* _Directions for this task_
Below are some records; copy each line in them that contains "FailurePolicy".
*** Opening Provided data ***
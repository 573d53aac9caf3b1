//! Implementation of the `simrun run` command (also the default command).
//!
//! Runs generate, build, run and clean in the working directory. Tool output
//! goes straight to the terminal; a summary of the stages is printed afterwards.

use anyhow::{Context, Result, bail};
use tracing::debug;

use simrun_lib::flow::{FailurePolicy, FlowReport, StageOutcome, run_flow};

use super::FlowContext;
use crate::output::{
  OutputFormat, format_duration, format_exit, print_error, print_info, print_json, print_skipped, print_stat,
  print_success, print_warning,
};

/// Execute the run command.
///
/// Without `fail_fast` every stage is attempted and the exit status is 0 no
/// matter how the tools exited. With `fail_fast` the remaining stages are
/// skipped after a failure (clean still runs) and the command fails.
///
/// With JSON output the tools' stdout is sent to stderr so stdout carries only the report.
pub fn cmd_run(ctx: &FlowContext, fail_fast: bool, output: OutputFormat) -> Result<()> {
  let policy = if fail_fast {
    FailurePolicy::StopOnFailure
  } else {
    FailurePolicy::Continue
  };
  debug!(policy = ?policy, "running flow");

  let mut executor = ctx.executor();
  if output.is_json() {
    executor = executor.stdout_to_stderr();
  } else {
    print_info(&format!("Running {} in {}", ctx.config.top, ctx.work_dir.display()));
  }

  let rt = tokio::runtime::Runtime::new().context("Failed to create async runtime")?;
  let report = rt
    .block_on(run_flow(&ctx.config, &ctx.work_dir, &mut executor, policy))
    .context("Run failed")?;

  if output.is_json() {
    print_json(&report)?;
  } else {
    print_summary(&report);
    print_stat("Duration", &format_duration(report.elapsed()));
  }

  if fail_fast {
    if let Some(failed) = report.failures().next() {
      bail!("Stage '{}' failed: {}", failed.stage, failed.command);
    }
  }

  Ok(())
}

fn print_summary(report: &FlowReport) {
  println!();
  for stage in &report.stages {
    let label = format!("{:<8} {}", stage.stage, stage.command);
    match &stage.outcome {
      StageOutcome::Exited { code: Some(0) } => print_success(&label),
      StageOutcome::Exited { code } => print_warning(&format!("{} ({})", label, format_exit(*code))),
      StageOutcome::SpawnFailed { message } => print_error(&format!("{} ({})", label, message)),
      StageOutcome::Skipped => print_skipped(&format!("{} (skipped)", label)),
    }
  }

  println!();
  println!("Run complete!");
  print_stat("Stages executed", &report.executed().to_string());
  print_stat("Stages failed", &report.failures().count().to_string());
}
*** Closing Provided data ***
* _Exercise response_
use simrun_lib::flow::{FailurePolicy, FlowReport, StageOutcome, run_flow};
    FailurePolicy::StopOnFailure
    FailurePolicy::Continue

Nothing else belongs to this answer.